- **DATA FOR THIS EXERCISE**:
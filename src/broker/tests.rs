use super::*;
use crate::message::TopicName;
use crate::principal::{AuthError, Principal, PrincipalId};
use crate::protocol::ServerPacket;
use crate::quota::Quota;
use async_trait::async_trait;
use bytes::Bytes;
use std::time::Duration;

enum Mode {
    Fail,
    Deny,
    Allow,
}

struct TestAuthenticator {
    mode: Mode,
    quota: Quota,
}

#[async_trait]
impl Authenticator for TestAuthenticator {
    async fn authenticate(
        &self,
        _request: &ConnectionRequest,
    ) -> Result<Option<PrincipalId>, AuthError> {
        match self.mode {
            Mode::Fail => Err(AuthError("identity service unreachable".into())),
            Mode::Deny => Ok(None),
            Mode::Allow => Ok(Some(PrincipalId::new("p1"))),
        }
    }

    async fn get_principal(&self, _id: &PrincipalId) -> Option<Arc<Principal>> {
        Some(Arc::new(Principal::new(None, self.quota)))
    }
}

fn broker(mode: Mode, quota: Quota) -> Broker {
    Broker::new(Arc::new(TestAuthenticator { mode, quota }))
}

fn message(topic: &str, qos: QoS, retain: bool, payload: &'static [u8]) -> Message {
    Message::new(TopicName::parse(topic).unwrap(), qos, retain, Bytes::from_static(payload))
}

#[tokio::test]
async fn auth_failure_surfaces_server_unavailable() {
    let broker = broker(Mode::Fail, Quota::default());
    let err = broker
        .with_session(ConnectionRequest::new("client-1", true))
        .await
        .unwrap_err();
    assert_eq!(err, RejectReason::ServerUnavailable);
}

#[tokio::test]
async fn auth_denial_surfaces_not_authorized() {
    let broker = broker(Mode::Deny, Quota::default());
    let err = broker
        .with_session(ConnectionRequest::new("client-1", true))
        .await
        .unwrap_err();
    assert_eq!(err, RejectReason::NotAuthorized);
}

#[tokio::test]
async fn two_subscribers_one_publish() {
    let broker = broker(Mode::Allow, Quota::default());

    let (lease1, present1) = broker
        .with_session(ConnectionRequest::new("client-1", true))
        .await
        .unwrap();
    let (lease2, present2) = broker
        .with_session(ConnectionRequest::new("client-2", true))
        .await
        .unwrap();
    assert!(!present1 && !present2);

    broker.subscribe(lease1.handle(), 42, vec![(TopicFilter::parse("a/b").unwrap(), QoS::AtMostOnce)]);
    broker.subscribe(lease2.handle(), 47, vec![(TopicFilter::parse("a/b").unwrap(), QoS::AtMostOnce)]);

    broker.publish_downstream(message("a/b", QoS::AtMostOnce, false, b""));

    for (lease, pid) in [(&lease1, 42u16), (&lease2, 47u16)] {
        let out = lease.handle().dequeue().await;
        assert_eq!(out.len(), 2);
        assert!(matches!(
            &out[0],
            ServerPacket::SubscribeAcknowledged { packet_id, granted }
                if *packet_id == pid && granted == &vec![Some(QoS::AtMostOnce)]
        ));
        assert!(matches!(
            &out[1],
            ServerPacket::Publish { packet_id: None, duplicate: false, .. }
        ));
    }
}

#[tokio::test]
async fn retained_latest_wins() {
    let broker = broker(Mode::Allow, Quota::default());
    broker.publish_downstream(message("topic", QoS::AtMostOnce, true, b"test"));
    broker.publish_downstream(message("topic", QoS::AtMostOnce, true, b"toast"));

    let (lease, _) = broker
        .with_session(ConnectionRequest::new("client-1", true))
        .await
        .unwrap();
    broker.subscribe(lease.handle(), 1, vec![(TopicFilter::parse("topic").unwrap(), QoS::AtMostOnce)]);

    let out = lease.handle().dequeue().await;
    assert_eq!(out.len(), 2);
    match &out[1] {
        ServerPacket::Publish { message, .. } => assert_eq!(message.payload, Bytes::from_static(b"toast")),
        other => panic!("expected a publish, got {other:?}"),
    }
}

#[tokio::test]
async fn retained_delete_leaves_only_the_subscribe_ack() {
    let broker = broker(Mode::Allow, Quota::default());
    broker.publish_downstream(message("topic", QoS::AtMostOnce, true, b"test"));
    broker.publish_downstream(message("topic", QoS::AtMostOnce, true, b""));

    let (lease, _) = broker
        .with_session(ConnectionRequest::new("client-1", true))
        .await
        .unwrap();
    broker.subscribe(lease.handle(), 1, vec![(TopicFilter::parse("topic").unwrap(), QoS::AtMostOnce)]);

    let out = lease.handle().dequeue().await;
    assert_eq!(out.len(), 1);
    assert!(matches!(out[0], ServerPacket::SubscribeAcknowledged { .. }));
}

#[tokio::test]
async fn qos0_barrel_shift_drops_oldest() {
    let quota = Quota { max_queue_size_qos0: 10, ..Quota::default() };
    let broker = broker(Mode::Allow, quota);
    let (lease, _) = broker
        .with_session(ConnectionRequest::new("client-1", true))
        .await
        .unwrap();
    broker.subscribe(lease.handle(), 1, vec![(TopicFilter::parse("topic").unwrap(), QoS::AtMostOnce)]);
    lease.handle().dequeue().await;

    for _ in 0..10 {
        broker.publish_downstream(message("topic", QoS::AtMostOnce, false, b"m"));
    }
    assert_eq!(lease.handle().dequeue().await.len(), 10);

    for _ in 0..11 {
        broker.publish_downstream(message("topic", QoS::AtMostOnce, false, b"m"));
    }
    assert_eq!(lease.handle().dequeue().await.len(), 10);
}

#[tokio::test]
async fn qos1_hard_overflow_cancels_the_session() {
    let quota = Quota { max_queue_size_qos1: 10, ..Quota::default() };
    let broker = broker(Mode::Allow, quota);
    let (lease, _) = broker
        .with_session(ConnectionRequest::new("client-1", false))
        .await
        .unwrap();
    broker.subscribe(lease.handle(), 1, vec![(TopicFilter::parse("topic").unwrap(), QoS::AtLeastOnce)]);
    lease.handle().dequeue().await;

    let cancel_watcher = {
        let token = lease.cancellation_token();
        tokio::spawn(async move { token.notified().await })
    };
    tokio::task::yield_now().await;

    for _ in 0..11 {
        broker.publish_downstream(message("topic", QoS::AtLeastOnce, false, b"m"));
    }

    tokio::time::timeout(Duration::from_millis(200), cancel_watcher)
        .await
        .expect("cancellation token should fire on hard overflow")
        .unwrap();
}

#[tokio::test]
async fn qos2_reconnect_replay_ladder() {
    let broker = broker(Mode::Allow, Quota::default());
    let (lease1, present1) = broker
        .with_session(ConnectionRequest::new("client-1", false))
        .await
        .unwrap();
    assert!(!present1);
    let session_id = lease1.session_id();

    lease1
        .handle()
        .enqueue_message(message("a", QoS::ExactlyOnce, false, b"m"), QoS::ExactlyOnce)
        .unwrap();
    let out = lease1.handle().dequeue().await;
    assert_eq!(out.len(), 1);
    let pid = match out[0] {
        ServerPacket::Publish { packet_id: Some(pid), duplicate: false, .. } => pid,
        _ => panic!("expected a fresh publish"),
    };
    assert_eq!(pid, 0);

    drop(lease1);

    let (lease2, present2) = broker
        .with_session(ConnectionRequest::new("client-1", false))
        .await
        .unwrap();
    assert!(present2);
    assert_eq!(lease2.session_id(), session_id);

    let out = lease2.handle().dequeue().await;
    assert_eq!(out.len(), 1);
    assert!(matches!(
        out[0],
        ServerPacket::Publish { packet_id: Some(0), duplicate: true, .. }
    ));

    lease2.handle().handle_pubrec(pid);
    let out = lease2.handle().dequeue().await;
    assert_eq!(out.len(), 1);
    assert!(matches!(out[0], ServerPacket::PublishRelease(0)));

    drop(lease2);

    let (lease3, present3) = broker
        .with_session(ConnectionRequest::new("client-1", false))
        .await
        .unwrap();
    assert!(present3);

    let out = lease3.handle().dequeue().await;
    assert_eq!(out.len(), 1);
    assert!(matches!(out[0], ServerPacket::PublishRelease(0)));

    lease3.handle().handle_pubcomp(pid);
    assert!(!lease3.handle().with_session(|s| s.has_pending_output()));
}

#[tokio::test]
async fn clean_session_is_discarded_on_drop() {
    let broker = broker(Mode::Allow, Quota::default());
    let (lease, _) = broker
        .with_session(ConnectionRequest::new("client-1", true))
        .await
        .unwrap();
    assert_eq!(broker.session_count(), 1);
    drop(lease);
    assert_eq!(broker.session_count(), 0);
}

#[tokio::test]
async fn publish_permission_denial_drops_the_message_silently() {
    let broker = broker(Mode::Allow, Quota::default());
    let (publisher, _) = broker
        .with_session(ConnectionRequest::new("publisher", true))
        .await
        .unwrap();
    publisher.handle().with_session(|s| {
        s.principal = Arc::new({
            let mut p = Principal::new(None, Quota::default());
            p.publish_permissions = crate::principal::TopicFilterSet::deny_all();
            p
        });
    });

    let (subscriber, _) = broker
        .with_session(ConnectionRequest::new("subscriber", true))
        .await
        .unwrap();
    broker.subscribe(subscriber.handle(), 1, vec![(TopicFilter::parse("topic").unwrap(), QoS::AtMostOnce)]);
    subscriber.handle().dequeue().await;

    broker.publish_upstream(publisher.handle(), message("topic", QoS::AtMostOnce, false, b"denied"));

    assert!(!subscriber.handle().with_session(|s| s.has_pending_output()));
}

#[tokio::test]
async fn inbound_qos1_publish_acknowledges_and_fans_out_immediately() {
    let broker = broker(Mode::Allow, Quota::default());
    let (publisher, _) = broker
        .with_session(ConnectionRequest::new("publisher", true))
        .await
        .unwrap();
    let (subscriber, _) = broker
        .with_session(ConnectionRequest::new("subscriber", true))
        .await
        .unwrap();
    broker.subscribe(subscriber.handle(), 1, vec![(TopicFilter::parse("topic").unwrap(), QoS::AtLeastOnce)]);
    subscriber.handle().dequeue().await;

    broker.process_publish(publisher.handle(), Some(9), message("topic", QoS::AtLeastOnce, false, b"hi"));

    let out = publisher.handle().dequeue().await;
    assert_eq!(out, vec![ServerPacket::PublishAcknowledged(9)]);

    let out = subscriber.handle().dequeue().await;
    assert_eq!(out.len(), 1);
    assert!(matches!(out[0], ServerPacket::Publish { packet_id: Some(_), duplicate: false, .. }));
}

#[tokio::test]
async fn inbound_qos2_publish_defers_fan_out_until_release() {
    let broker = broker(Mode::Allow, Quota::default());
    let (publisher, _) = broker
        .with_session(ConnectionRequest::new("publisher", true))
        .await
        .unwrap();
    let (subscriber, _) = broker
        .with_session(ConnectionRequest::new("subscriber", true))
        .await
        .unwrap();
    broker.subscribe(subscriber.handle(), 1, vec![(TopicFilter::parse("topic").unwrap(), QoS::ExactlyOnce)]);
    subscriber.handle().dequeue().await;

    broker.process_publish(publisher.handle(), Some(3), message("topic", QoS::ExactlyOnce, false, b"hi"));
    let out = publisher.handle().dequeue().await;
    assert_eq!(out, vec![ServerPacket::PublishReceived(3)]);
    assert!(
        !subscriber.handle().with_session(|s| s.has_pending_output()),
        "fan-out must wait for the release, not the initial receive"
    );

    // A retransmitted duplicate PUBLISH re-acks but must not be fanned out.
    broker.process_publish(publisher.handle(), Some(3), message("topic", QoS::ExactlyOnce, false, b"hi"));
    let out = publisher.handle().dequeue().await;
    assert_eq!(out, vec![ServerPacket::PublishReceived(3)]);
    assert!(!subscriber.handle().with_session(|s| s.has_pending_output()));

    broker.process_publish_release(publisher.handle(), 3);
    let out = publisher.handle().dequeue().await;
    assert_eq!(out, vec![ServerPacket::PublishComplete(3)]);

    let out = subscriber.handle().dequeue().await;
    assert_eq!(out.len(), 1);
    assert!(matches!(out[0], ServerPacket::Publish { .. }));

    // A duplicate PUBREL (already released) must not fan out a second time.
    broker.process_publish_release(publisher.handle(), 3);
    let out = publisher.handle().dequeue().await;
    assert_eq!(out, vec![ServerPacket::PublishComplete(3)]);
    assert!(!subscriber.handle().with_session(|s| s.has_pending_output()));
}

- **TASK REQUIREMENTS**: Set down precisely the lines above between the line holding "tokio::task::yield_now().await;" and the line holding "lease3.handle().handle_pubcomp(pid);", inclusive, and nothing beyond them.

- **SOLUTION TO THIS TASK**:
    tokio::task::yield_now().await;

    for _ in 0..11 {
        broker.publish_downstream(message("topic", QoS::AtLeastOnce, false, b"m"));
    }

    tokio::time::timeout(Duration::from_millis(200), cancel_watcher)
        .await
        .expect("cancellation token should fire on hard overflow")
        .unwrap();
}

#[tokio::test]
async fn qos2_reconnect_replay_ladder() {
    let broker = broker(Mode::Allow, Quota::default());
    let (lease1, present1) = broker
        .with_session(ConnectionRequest::new("client-1", false))
        .await
        .unwrap();
    assert!(!present1);
    let session_id = lease1.session_id();

    lease1
        .handle()
        .enqueue_message(message("a", QoS::ExactlyOnce, false, b"m"), QoS::ExactlyOnce)
        .unwrap();
    let out = lease1.handle().dequeue().await;
    assert_eq!(out.len(), 1);
    let pid = match out[0] {
        ServerPacket::Publish { packet_id: Some(pid), duplicate: false, .. } => pid,
        _ => panic!("expected a fresh publish"),
    };
    assert_eq!(pid, 0);

    drop(lease1);

    let (lease2, present2) = broker
        .with_session(ConnectionRequest::new("client-1", false))
        .await
        .unwrap();
    assert!(present2);
    assert_eq!(lease2.session_id(), session_id);

    let out = lease2.handle().dequeue().await;
    assert_eq!(out.len(), 1);
    assert!(matches!(
        out[0],
        ServerPacket::Publish { packet_id: Some(0), duplicate: true, .. }
    ));

    lease2.handle().handle_pubrec(pid);
    let out = lease2.handle().dequeue().await;
    assert_eq!(out.len(), 1);
    assert!(matches!(out[0], ServerPacket::PublishRelease(0)));

    drop(lease2);

    let (lease3, present3) = broker
        .with_session(ConnectionRequest::new("client-1", false))
        .await
        .unwrap();
    assert!(present3);

    let out = lease3.handle().dequeue().await;
    assert_eq!(out.len(), 1);
    assert!(matches!(out[0], ServerPacket::PublishRelease(0)));

    lease3.handle().handle_pubcomp(pid);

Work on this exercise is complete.